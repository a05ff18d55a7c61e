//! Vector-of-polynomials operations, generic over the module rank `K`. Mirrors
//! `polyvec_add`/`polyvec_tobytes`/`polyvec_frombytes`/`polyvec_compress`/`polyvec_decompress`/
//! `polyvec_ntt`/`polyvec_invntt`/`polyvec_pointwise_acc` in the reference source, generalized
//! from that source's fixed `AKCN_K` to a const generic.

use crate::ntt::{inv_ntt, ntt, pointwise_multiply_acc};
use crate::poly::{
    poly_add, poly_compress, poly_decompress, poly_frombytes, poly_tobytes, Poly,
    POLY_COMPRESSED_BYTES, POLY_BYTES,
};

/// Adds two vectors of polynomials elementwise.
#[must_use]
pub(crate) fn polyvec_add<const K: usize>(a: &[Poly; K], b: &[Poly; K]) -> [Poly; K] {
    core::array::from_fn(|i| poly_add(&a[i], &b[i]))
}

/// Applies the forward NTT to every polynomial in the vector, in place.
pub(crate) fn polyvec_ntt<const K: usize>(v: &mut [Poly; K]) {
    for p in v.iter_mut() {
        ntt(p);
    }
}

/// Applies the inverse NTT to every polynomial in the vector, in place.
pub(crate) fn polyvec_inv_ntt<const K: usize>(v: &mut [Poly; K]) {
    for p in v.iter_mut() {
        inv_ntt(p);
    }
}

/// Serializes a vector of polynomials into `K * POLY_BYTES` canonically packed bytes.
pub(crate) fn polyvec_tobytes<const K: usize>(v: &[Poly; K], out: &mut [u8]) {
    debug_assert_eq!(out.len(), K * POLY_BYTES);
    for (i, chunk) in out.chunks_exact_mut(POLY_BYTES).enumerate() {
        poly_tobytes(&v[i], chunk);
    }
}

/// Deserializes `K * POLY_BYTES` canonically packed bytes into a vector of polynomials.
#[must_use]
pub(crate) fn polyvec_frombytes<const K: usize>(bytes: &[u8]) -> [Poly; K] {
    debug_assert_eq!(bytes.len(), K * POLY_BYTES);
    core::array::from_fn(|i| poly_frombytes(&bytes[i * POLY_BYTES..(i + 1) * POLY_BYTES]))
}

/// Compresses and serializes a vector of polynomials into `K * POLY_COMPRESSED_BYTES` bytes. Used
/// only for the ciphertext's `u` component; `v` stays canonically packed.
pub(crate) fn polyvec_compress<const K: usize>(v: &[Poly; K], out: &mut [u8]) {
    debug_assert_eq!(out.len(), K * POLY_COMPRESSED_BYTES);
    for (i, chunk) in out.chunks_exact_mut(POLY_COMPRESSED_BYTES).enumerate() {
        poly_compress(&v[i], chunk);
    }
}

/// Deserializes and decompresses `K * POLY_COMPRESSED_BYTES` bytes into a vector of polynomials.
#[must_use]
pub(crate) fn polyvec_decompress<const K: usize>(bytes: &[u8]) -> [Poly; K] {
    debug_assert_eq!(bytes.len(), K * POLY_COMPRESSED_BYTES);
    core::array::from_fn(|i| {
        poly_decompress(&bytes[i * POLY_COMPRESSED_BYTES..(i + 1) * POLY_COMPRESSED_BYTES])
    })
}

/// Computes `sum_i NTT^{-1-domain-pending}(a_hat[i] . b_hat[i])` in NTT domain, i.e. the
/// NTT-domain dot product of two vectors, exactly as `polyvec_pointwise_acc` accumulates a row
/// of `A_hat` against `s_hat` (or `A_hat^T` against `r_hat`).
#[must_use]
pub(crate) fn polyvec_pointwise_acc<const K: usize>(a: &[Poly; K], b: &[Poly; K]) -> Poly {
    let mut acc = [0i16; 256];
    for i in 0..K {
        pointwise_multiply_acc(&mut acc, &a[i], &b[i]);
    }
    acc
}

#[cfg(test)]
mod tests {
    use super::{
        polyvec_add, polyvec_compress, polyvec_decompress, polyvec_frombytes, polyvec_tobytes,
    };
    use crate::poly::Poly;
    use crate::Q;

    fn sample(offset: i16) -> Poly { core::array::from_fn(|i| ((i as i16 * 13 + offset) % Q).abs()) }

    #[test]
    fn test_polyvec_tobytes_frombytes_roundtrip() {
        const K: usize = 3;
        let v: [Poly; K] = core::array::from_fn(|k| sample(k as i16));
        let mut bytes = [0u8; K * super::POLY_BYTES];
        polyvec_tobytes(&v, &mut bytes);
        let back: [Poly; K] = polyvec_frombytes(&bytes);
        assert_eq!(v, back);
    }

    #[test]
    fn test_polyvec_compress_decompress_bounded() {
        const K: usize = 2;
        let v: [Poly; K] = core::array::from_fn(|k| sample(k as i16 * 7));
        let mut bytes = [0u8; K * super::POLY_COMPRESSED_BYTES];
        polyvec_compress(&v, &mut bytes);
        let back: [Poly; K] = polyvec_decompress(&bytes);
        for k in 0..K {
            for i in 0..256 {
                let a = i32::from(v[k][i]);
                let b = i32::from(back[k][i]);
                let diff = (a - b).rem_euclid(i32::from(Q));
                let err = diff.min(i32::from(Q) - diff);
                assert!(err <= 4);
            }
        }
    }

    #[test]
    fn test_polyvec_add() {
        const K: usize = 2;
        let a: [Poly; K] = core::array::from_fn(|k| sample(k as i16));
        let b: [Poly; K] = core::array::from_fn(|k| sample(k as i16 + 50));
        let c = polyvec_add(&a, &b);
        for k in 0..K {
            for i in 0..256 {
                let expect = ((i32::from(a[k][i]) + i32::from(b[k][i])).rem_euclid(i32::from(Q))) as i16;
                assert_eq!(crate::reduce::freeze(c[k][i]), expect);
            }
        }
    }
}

- - - -

* Work to complete: Show each line of the records above containing "generic".

* Completed exercise:
//! Vector-of-polynomials operations, generic over the module rank `K`. Mirrors
//! from that source's fixed `AKCN_K` to a const generic.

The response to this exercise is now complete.